▶ **RECORDS FOR THIS EXERCISE**
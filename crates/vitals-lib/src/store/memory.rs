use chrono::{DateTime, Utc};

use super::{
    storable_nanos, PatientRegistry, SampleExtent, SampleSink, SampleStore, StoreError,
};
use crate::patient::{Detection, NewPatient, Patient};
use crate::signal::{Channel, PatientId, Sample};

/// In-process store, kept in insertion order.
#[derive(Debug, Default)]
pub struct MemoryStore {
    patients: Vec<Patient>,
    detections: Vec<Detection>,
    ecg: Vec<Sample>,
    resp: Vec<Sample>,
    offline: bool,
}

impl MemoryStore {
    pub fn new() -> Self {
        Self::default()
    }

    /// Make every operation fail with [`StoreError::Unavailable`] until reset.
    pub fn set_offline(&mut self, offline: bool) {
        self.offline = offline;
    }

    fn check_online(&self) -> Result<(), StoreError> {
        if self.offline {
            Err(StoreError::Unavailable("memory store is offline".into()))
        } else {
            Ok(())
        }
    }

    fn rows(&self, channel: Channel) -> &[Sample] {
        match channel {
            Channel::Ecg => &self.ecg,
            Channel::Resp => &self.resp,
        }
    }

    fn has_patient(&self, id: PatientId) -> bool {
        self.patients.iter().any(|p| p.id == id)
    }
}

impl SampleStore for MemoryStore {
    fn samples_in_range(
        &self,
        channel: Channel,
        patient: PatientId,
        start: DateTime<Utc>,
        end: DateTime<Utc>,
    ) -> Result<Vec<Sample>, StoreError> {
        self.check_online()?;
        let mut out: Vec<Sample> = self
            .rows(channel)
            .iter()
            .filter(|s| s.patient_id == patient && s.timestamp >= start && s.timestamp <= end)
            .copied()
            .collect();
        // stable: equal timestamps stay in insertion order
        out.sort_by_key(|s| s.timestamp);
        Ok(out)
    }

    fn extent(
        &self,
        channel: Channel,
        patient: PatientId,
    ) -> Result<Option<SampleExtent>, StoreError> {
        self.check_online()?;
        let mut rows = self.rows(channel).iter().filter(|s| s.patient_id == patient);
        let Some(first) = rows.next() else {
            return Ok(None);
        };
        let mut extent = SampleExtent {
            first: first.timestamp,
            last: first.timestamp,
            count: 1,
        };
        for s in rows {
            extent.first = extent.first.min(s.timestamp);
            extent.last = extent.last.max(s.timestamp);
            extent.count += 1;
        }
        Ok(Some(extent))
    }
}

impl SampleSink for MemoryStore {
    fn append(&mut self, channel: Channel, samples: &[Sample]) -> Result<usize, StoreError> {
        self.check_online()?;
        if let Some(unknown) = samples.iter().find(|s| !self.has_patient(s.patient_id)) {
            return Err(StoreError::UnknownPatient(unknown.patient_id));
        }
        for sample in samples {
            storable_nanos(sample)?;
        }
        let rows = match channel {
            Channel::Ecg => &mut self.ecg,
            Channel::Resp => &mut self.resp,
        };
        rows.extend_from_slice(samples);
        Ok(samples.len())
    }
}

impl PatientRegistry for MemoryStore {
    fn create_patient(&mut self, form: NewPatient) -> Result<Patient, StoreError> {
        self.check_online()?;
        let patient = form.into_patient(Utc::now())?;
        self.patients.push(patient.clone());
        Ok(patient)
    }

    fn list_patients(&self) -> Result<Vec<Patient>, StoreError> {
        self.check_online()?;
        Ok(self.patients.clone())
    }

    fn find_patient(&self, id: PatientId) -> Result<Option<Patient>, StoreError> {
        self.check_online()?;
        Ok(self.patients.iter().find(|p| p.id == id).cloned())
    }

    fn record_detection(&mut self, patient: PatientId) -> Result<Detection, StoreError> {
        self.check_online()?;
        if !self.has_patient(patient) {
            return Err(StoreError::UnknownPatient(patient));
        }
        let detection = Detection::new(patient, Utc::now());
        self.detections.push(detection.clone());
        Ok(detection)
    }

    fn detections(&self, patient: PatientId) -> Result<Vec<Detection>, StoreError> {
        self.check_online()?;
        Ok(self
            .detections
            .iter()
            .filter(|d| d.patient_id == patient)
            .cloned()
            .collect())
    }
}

▶ **INSTRUCTIONS FOR THE TASK**
Write the entries out once more, exactly, without dropping a line.

▶ **WRITTEN RESPONSE**
filename crates/vitals-lib/src/store/memory.rs
use chrono::{DateTime, Utc};

use super::{
    storable_nanos, PatientRegistry, SampleExtent, SampleSink, SampleStore, StoreError,
};
use crate::patient::{Detection, NewPatient, Patient};
use crate::signal::{Channel, PatientId, Sample};

/// In-process store, kept in insertion order.
#[derive(Debug, Default)]
pub struct MemoryStore {
    patients: Vec<Patient>,
    detections: Vec<Detection>,
    ecg: Vec<Sample>,
    resp: Vec<Sample>,
    offline: bool,
}

impl MemoryStore {
    pub fn new() -> Self {
        Self::default()
    }

    /// Make every operation fail with [`StoreError::Unavailable`] until reset.
    pub fn set_offline(&mut self, offline: bool) {
        self.offline = offline;
    }

    fn check_online(&self) -> Result<(), StoreError> {
        if self.offline {
            Err(StoreError::Unavailable("memory store is offline".into()))
        } else {
            Ok(())
        }
    }

    fn rows(&self, channel: Channel) -> &[Sample] {
        match channel {
            Channel::Ecg => &self.ecg,
            Channel::Resp => &self.resp,
        }
    }

    fn has_patient(&self, id: PatientId) -> bool {
        self.patients.iter().any(|p| p.id == id)
    }
}

impl SampleStore for MemoryStore {
    fn samples_in_range(
        &self,
        channel: Channel,
        patient: PatientId,
        start: DateTime<Utc>,
        end: DateTime<Utc>,
    ) -> Result<Vec<Sample>, StoreError> {
        self.check_online()?;
        let mut out: Vec<Sample> = self
            .rows(channel)
            .iter()
            .filter(|s| s.patient_id == patient && s.timestamp >= start && s.timestamp <= end)
            .copied()
            .collect();
        // stable: equal timestamps stay in insertion order
        out.sort_by_key(|s| s.timestamp);
        Ok(out)
    }

    fn extent(
        &self,
        channel: Channel,
        patient: PatientId,
    ) -> Result<Option<SampleExtent>, StoreError> {
        self.check_online()?;
        let mut rows = self.rows(channel).iter().filter(|s| s.patient_id == patient);
        let Some(first) = rows.next() else {
            return Ok(None);
        };
        let mut extent = SampleExtent {
            first: first.timestamp,
            last: first.timestamp,
            count: 1,
        };
        for s in rows {
            extent.first = extent.first.min(s.timestamp);
            extent.last = extent.last.max(s.timestamp);
            extent.count += 1;
        }
        Ok(Some(extent))
    }
}

impl SampleSink for MemoryStore {
    fn append(&mut self, channel: Channel, samples: &[Sample]) -> Result<usize, StoreError> {
        self.check_online()?;
        if let Some(unknown) = samples.iter().find(|s| !self.has_patient(s.patient_id)) {
            return Err(StoreError::UnknownPatient(unknown.patient_id));
        }
        for sample in samples {
            storable_nanos(sample)?;
        }
        let rows = match channel {
            Channel::Ecg => &mut self.ecg,
            Channel::Resp => &mut self.resp,
        };
        rows.extend_from_slice(samples);
        Ok(samples.len())
    }
}

impl PatientRegistry for MemoryStore {
    fn create_patient(&mut self, form: NewPatient) -> Result<Patient, StoreError> {
        self.check_online()?;
        let patient = form.into_patient(Utc::now())?;
        self.patients.push(patient.clone());
        Ok(patient)
    }

    fn list_patients(&self) -> Result<Vec<Patient>, StoreError> {
        self.check_online()?;
        Ok(self.patients.clone())
    }

    fn find_patient(&self, id: PatientId) -> Result<Option<Patient>, StoreError> {
        self.check_online()?;
        Ok(self.patients.iter().find(|p| p.id == id).cloned())
    }

    fn record_detection(&mut self, patient: PatientId) -> Result<Detection, StoreError> {
        self.check_online()?;
        if !self.has_patient(patient) {
            return Err(StoreError::UnknownPatient(patient));
        }
        let detection = Detection::new(patient, Utc::now());
        self.detections.push(detection.clone());
        Ok(detection)
    }

    fn detections(&self, patient: PatientId) -> Result<Vec<Detection>, StoreError> {
        self.check_online()?;
        Ok(self
            .detections
            .iter()
            .filter(|d| d.patient_id == patient)
            .cloned()
            .collect())
    }
}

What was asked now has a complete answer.